This Supermarket Will Use Food Waste To Power Itself
Where does all the leftover food go when the grocery store closes at the end of the day? Maybe it’s repurposed somehow or thrown out, but what if it could help a supermarket become energy independent? A Sainsbury’s supermarket in the United Kingdom will soon power itself with leftover food waste and disconnect from the National Grid.
Sainsbury’s is partnering with Biffa, one of the U.K.’s largest waste management companies, to make this possible. Sainsbury’s trucks its food waste from all over the U.K. to Biffa’s plant in Staffordshire. Biffa then converts it into biogas, and this biogas is then burned to meet the energy needs of a location in the town of Cannock.
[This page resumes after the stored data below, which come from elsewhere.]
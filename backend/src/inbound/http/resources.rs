//! Resource collection and item endpoints.
//!
//! ```text
//! GET    /api/v1/{type}
//! POST   /api/v1/{type}
//! GET    /api/v1/{type}/{id}
//! PATCH  /api/v1/{type}/{id}
//! DELETE /api/v1/{type}/{id}
//! ```

use actix_web::http::{StatusCode, header};
use actix_web::{HttpRequest, HttpResponse, delete, get, patch, post, web};

use crate::domain::{EntityRegistry, Error, ResourceType};
use crate::inbound::http::ApiResult;
use crate::inbound::http::auth::Authenticated;
use crate::inbound::http::jsonapi::{document_response, query_pairs};
use crate::inbound::http::state::HttpState;
use crate::inbound::http::validation;

/// Map a path segment onto a registered type.
pub(crate) fn registered_type(registry: &EntityRegistry, name: &str) -> Result<ResourceType, Error> {
    Ok(registry.resolve(name)?.resource_type())
}

#[get("/{resource_type}")]
pub async fn index(
    state: web::Data<HttpState>,
    _auth: Authenticated,
    path: web::Path<String>,
    req: HttpRequest,
) -> ApiResult<HttpResponse> {
    let resource_type = registered_type(&state.registry, &path)?;
    let document = state
        .mediator
        .fetch_many(resource_type, &query_pairs(&req))
        .await?;
    document_response(StatusCode::OK, &document)
}

#[post("/{resource_type}")]
pub async fn store(
    state: web::Data<HttpState>,
    auth: Authenticated,
    path: web::Path<String>,
    body: web::Bytes,
) -> ApiResult<HttpResponse> {
    let resource_type = registered_type(&state.registry, &path)?;
    let payload = validation::parse_body(&body)?;
    let input = validation::create_input(&state.registry, resource_type, &payload)?;
    let created = state.mediator.create(auth.actor(), input).await?;
    let mut response = document_response(StatusCode::CREATED, &created.document)?;
    let location = header::HeaderValue::from_str(&created.location)
        .map_err(|err| Error::internal("HeaderError", err.to_string()))?;
    response.headers_mut().insert(header::LOCATION, location);
    Ok(response)
}

#[get("/{resource_type}/{id}")]
pub async fn show(
    state: web::Data<HttpState>,
    _auth: Authenticated,
    path: web::Path<(String, String)>,
    req: HttpRequest,
) -> ApiResult<HttpResponse> {
    let (name, id) = path.into_inner();
    let resource_type = registered_type(&state.registry, &name)?;
    let document = state
        .mediator
        .fetch_one(resource_type, &id, &query_pairs(&req))
        .await?;
    document_response(StatusCode::OK, &document)
}

#[patch("/{resource_type}/{id}")]
pub async fn update(
    state: web::Data<HttpState>,
    auth: Authenticated,
    path: web::Path<(String, String)>,
    body: web::Bytes,
) -> ApiResult<HttpResponse> {
    let (name, id) = path.into_inner();
    let resource_type = registered_type(&state.registry, &name)?;
    let payload = validation::parse_body(&body)?;
    let input = validation::update_input(&state.registry, resource_type, &id, &payload)?;
    let document = state
        .mediator
        .update(auth.actor(), resource_type, &id, input)
        .await?;
    document_response(StatusCode::OK, &document)
}

#[delete("/{resource_type}/{id}")]
pub async fn destroy(
    state: web::Data<HttpState>,
    _auth: Authenticated,
    path: web::Path<(String, String)>,
) -> ApiResult<HttpResponse> {
    let (name, id) = path.into_inner();
    let resource_type = registered_type(&state.registry, &name)?;
    state.mediator.delete(resource_type, &id).await?;
    Ok(HttpResponse::NoContent().finish())
}
//! Health endpoints: liveness and readiness probes for orchestration.
use actix_web::{HttpResponse, get, http::header, web};
use std::sync::atomic::{AtomicBool, Ordering};

/// Readiness flips once the listener is bound; liveness drops when draining.
pub struct HealthState {
    ready: AtomicBool,
    live: AtomicBool,
}

impl Default for HealthState {
    fn default() -> Self {
        Self {
            ready: AtomicBool::new(false),
            live: AtomicBool::new(true),
        }
    }
}

impl HealthState {
    /// Not ready, but live.
    pub fn new() -> Self {
        Self::default()
    }

    pub fn mark_ready(&self) {
        self.ready.store(true, Ordering::Release);
    }

    /// Fail liveness probes from now on, e.g. during shutdown.
    pub fn mark_unhealthy(&self) {
        self.live.store(false, Ordering::Release);
    }

    pub fn is_ready(&self) -> bool {
        self.ready.load(Ordering::Acquire)
    }

    pub fn is_alive(&self) -> bool {
        self.live.load(Ordering::Acquire)
    }

    fn probe_response(probe_ok: bool) -> HttpResponse {
        let mut response = if probe_ok {
            HttpResponse::Ok()
        } else {
            HttpResponse::ServiceUnavailable()
        };

        response
            .insert_header((header::CACHE_CONTROL, "no-store"))
            .finish()
    }
}

/// 200 once the server accepts traffic, 503 before.
#[get("/health/ready")]
pub async fn ready(state: web::Data<HealthState>) -> HttpResponse {
    HealthState::probe_response(state.is_ready())
}

/// 200 while alive, 503 once [`HealthState::mark_unhealthy`] ran.
#[get("/health/live")]
pub async fn live(state: web::Data<HealthState>) -> HttpResponse {
    HealthState::probe_response(state.is_alive())
}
“Sainsbury’s sends absolutely no waste to landfill and we’re always looking for new ways to reuse and recycle,” said Sainsbury’s’ head of sustainability Paul Crewe in a press release. “We’re delighted to be the first business ever to make use of this linkup technology, allowing our Cannock store to be powered entirely by our food waste.”
Biogas is characterized based on its chemical composition and the physical characteristics which result from it. It is primarily a mixture of methane (CH4) and inert carbonic gas (CO2). However the name “biogas” gathers a large variety of gases resulting from specific treatment processes, starting from various organic waste - industries, animal or domestic origin waste etc.